Суслик по вредной привычке нет-нет да и заглядывал Хоме в глаза: не видно ли там чего-нибудь новенького. Можно подумать, они всё время засоряются.
И Хома, совершенно случайно, тоже взглянул в глаза настырного друга.
Батюшки мои! Он мигом отшвырнул Суслика в сторону, и сам отскочил подальше.
Тут же с грохотом рухнуло здоровенное дерево — поперёк тропы. Гул по роще пошёл!
Это дерево давно здесь стояло засохшее. Бревно бревном.
Ни жив ни мёртв поднялся Суслик с земли.
— Я в твоём глазу вдруг бревно заметил, — тяжело дыша, сказал Хома. — Вижу, прямо на тебя падает!
— Оно в моём зрачке отразилось, да? — никак не мог прийти в себя Суслик.
— Оно бы на всём тебе отразилось, если б не я.
— А в твоих глазах не было видно, — переживал Суслик.
— В чужих ты любую соринку видишь, а в своих бревно не замечаешь.
После этого Суслик напрочь отвязался от глупой привычки — в чужих глазах мусор искать.
А ведь он уже и к старине Ежу, и к Зайцу-толстуну присматривался. Спас их Хома невольно от глазастого Суслика.
Никогда потом, ни в глаза, ни за глаза, не хвастался Хома своей удивительной зоркостью. И не попрекал лучшего друга тем, что тот здоровенных брёвен в упор не видит.
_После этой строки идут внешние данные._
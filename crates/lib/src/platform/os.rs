/// Normalize an operating system name to its OCI spelling.
pub fn normalize_os(os: &str) -> String {
  let os = os.to_ascii_lowercase();
  match os.as_str() {
    "macos" => "darwin".to_string(),
    _ => os,
  }
}

/// Returns the OCI name of the operating system we are running on.
pub fn host_os() -> &'static str {
  match std::env::consts::OS {
    "macos" => "darwin",
    other => other,
  }
}

/// Whether a lone platform component names an operating system rather than an architecture.
pub fn is_known_os(value: &str) -> bool {
  matches!(
    normalize_os(value).as_str(),
    "linux" | "darwin" | "windows" | "freebsd" | "netbsd" | "openbsd" | "solaris" | "illumos" | "aix"
  )
}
Лишь иногда, когда Суслик принимался кого-то осуждать, Хома поглядывал на его гневные зрачки: нет ли там нового тяжёлого бревна.
А что, бывает!
Как Хома на ноги встал
Нравилось Хоме иногда поболеть. У больных времени свободного много. Капризничать разрешается. И кормят вкусно.
А ещё командовать можно над всеми, кто тебя любит: пойди туда, приди сюда, подай то, убери это.
Пока ты болен, что хочешь, то и делаешь. А близкие твои желания исполняют.
Все к тебе приходят с гостинцами. Улыбаются, соглашаются с тобою. И говорят тихо, ласково. Райская жизнь. Так бы всегда!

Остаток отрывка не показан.